DISALLINEATI
Pratiche performative in convivenza e attrito
A cura di FABRIZIO ARCURI
due moduli
> modulo 1: 16-21 marzo 2026 | 10.00 – 18.00 | (6 giorni) per chi non ha mai studiato con Fabrizio
> modulo 2: 23-28 marzo 2026 | 10.00 – 18.00 | (6 giorni) | per chi ha già partecipato
Chi non ha mai studiato può iscriversi a entrambi o un solo modulo
Chi ha fatto la vuole ripassare può iscriversi a entrambi o un solo modulo
Disallineati è un laboratorio di recitazione e pratiche performative.
Non cerca un linguaggio comune, ma una convivenza di differenze.
Il lavoro parte dal corpo come luogo politico: esposto, presente, responsabile.
La relazione non è solo accordo, ma attrito.
L’ascolto non è adattamento, ma posizione.
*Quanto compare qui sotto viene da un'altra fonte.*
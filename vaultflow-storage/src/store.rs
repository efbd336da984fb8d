use std::sync::{Mutex, PoisonError};
use vaultflow_core::error::StorageError;
use vaultflow_core::update::VaultUpdate;

/// Persistence collaborator behind a vault
///
/// A store records every accepted update before the vault mutates, and replays
/// them in order when the vault is reopened.
pub trait VaultStore: Send + Sync {
    /// Load every recorded update in application order
    ///
    /// # Returns
    /// The update history, oldest first
    fn load(&self) -> Result<Vec<VaultUpdate>, StorageError>;

    /// Durably record an update that is about to be applied
    ///
    /// # Parameters
    /// * `update` - The update that passed the vault's consistency checks
    ///
    /// # Returns
    /// Ok(()) if successful, Err otherwise; on error the vault stays unmutated
    fn record(&self, update: &VaultUpdate) -> Result<(), StorageError>;
}

/// Volatile store keeping the update history in memory
#[derive(Default)]
pub struct MemoryVaultStore {
    history: Mutex<Vec<VaultUpdate>>,
}

impl MemoryVaultStore {
    pub fn new() -> Self {
        Self::default()
    }

    /// Number of updates recorded so far
    pub fn len(&self) -> usize {
        self.history
            .lock()
            .unwrap_or_else(PoisonError::into_inner)
            .len()
    }

    pub fn is_empty(&self) -> bool {
        self.len() == 0
    }
}

impl VaultStore for MemoryVaultStore {
    fn load(&self) -> Result<Vec<VaultUpdate>, StorageError> {
        Ok(self
            .history
            .lock()
            .unwrap_or_else(PoisonError::into_inner)
            .clone())
    }

    fn record(&self, update: &VaultUpdate) -> Result<(), StorageError> {
        self.history
            .lock()
            .unwrap_or_else(PoisonError::into_inner)
            .push(update.clone());
        Ok(())
    }
}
Disallineati lavora sulle singolarità in dialogo, sulle tensioni tra chi agisce e chi guarda, tra l’individuo e il gruppo. Un campo di pratica in cui stare insieme senza coincidere.
⏩️ ISCRIZIONI
Per partecipare inviare entro e non oltre il 1 Marzo in allegato PDF:
- foto + CV
- numero cellulare
mail a fivizzano27@gmail.com
oggetto mail: DISALLINEATI + Nome e Cognome + cellulare
Le conferme verranno inviate entro il 5 Marzo.
Verranno selezionate un massimo di 14 candidature.
Fabrizio Arcuri è stato direttore artistico del festival Short Theatre di Roma dal 2006 al 2020 e, dal 2009, è regista del Festival Internazionale delle Letterature di Massenzio. Fondatore e direttore artistico di Accademia degli Artefatti, dal 2020 è co-direttore artistico del CSS Teatro stabile di innovazione del Friuli Venezia Giulia. In precedenza è stato co-direttore artistico del Teatro della Tosse di Genova (2011–2013) e curatore del festival Prospettiva per lo Stabile di Torino (Premio Ubu 2011).
Ha lavorato come assistente alla regia di Luca Ronconi (2005–2008) ed è stato premiato con il Premio Ubu 2007 e il Premio Hystrio alla regia nel 2011. Ha firmato regie e produzioni per importanti teatri italiani ed europei, tra cui il Teatro Stabile di Torino, la Volksbühne di Berlino, il Residenz Theatre di Monaco e il Teatro di Roma, di cui è stato regista residente dal 2014 al 2018. Nel 2019 lo spettacolo Il castello di Vogelod vince il Premio Olimpici per le musiche originali; nel 2020 riceve il Premio Radicondoli – Nico Garrone “Maestri del teatro” dall’Associazione Nazionale Critici di Teatro.